Linee guida per un'alimentazione sana
Scegliere cibi sani è essenziale per mantenere buoni livelli glicemici. Un'alimentazione sana per il diabete può portare a un'alimentazione sana per tutta la famiglia.
- Collabora con il tuo medico curante per imparare a fare scelte alimentari sane e ad individuare le dimensioni corrette delle porzioni.

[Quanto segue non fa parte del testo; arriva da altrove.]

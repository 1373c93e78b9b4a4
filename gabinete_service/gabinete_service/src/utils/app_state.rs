/*
 * Copyright (c) Huawei Technologies Co., Ltd. 2025. All rights reserved.
 * Global Trust Authority is licensed under the Mulan PSL v2.
 * You can use this software according to the terms and conditions of the Mulan PSL v2.
 * You may obtain a copy of Mulan PSL v2 at:
 *     http://license.coscl.org.cn/MulanPSL2
 * THIS SOFTWARE IS PROVIDED ON AN "AS IS" BASIS, WITHOUT WARRANTIES OF ANY KIND, EITHER EXPRESS OR
 * IMPLIED, INCLUDING BUT NOT LIMITED TO NON-INFRINGEMENT, MERCHANTABILITY OR FIT FOR A PARTICULAR
 * PURPOSE.
 * See the Mulan PSL v2 for more details.
 */

use std::sync::Arc;
use std::time::Duration;
use actix_web::web;
use address_resolver::{AddressResolver, BrasilApiResolver, LookupSettings};
use config_manager::types::context::{AddressLookupConfig, UploadConfig};
use config_manager::types::ServerConfig;
use demanda::repositories::demanda_store::DemandaStore;
use demanda::storage::attachment_policy::AttachmentPolicy;
use demanda::storage::attachment_storage::FilesystemStorage;
use demanda::SubmissionService;
use sea_orm::DatabaseConnection;

/// Shared request-path components, built once from the startup context.
#[derive(Clone)]
pub struct AppState {
    pub submission: web::Data<SubmissionService>,
    pub resolver: web::Data<dyn AddressResolver>,
    pub upload: UploadConfig,
    pub cors_origins: Vec<String>,
}

impl AppState {
    pub fn build(config: &ServerConfig, conn: Arc<DatabaseConnection>) -> Result<Self, String> {
        let service = &config.gabinete_service;
        let submission = SubmissionService::new(
            DemandaStore::new(conn),
            Arc::new(FilesystemStorage::new(&service.upload.upload_dir)),
            attachment_policy(&service.upload),
        );
        let resolver: Arc<dyn AddressResolver> = Arc::new(
            BrasilApiResolver::new(lookup_settings(&service.address_lookup))
                .map_err(|e| format!("Failed to build CEP client: {:?}", e))?,
        );
        Ok(Self {
            submission: web::Data::new(submission),
            resolver: web::Data::from(resolver),
            upload: service.upload.clone(),
            cors_origins: service.cors.allowed_origins.clone(),
        })
    }
}

pub fn attachment_policy(upload: &UploadConfig) -> AttachmentPolicy {
    AttachmentPolicy {
        allowed_extensions: upload.allowed_extensions.iter().map(|ext| ext.to_lowercase()).collect(),
        max_file_size: upload.max_file_size,
        max_files: upload.max_files,
    }
}

pub fn lookup_settings(lookup: &AddressLookupConfig) -> LookupSettings {
    LookupSettings {
        cep_url: lookup.cep_url.clone(),
        geocoding_url: lookup.geocoding_url.clone(),
        timeout: Duration::from_secs(lookup.timeout_secs),
        user_agent: lookup.user_agent.clone(),
    }
}
/*
 * Copyright (c) Huawei Technologies Co., Ltd. 2025. All rights reserved.
 * Global Trust Authority is licensed under the Mulan PSL v2.
 * You can use this software according to the terms and conditions of the Mulan PSL v2.
 * You may obtain a copy of Mulan PSL v2 at:
 *     http://license.coscl.org.cn/MulanPSL2
 * THIS SOFTWARE IS PROVIDED ON AN "AS IS" BASIS, WITHOUT WARRANTIES OF ANY KIND, EITHER EXPRESS OR
 * IMPLIED, INCLUDING BUT NOT LIMITED TO NON-INFRINGEMENT, MERCHANTABILITY OR FIT FOR A PARTICULAR
 * PURPOSE.
 * See the Mulan PSL v2 for more details.
 */

use std::future::Future;
use std::pin::Pin;
use common_log::info;
use crate::init_chain::traits::{forward, InitContext, InitHandler};

#[derive(Debug, Default)]
pub struct LoggerInitHandler {
    next: Option<Box<dyn InitHandler>>,
}

impl LoggerInitHandler {
    pub fn new() -> LoggerInitHandler {
        LoggerInitHandler { next: None }
    }

    /// Installs the log4rs appenders described by `logging.yaml`.
    /// Runs first so later handlers can report what they do.
    pub fn init_logger(&self) -> Result<(), String> {
        match common_log::init() {
            Ok(()) => {
                info!("log4rs appenders installed, demanda intake starting");
                Ok(())
            }
            Err(e) => Err(format!("Failed to initialize logger: {}", e)),
        }
    }
}

impl InitHandler for LoggerInitHandler {
    fn handle<'a>(&'a self, context: &'a mut InitContext) -> Pin<Box<dyn Future<Output=Result<(), String>> + 'a>> {
        Box::pin(async move {
            self.init_logger()?;
            forward(&self.next, context).await
        })
    }

    fn set_next(&mut self, next: Box<dyn InitHandler>) {
        self.next = Some(next);
    }
}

- Consuma ad ogni pasto una varietà di alimenti ricchi di sostanze nutritive, tra cui grassi sani, carni o proteine magre, cereali integrali e latticini a basso contenuto di grassi.
- Scegli il più spesso possibile alimenti ricchi di fibre, come frutta, verdura e cereali integrali (cereali con crusca, pasta integrale, riso integrale).
- Prova alternative alla carne, come lenticchie, fagioli o tofu.
- Scegli liquidi privi di calorie, come tè, caffè o acqua non zuccherati.
- Scegli sostituti dello zucchero con moderazione.
- Scegli alimenti a basso contenuto di sale per la salute del cuore.
Dimensioni delle porzioni
Mangiare la giusta quantità di cibo e scegliere alimenti nutrienti è essenziale per mantenere buoni livelli glicemici. Per aiutarti a gestire il diabete, è importante imparare a conoscere le dimensioni delle porzioni.
Il National Institute of Diabetes and Digestive and Kidney Diseases suggerisce di utilizzare questa guida alle porzioni. Metà del piatto dovrebbe contenere verdure non amidacee, 1/4 dovrebbe contenere una proteina magra e 1/4 dovrebbe contenere un carboidrato, preferibilmente ad alto contenuto di fibre.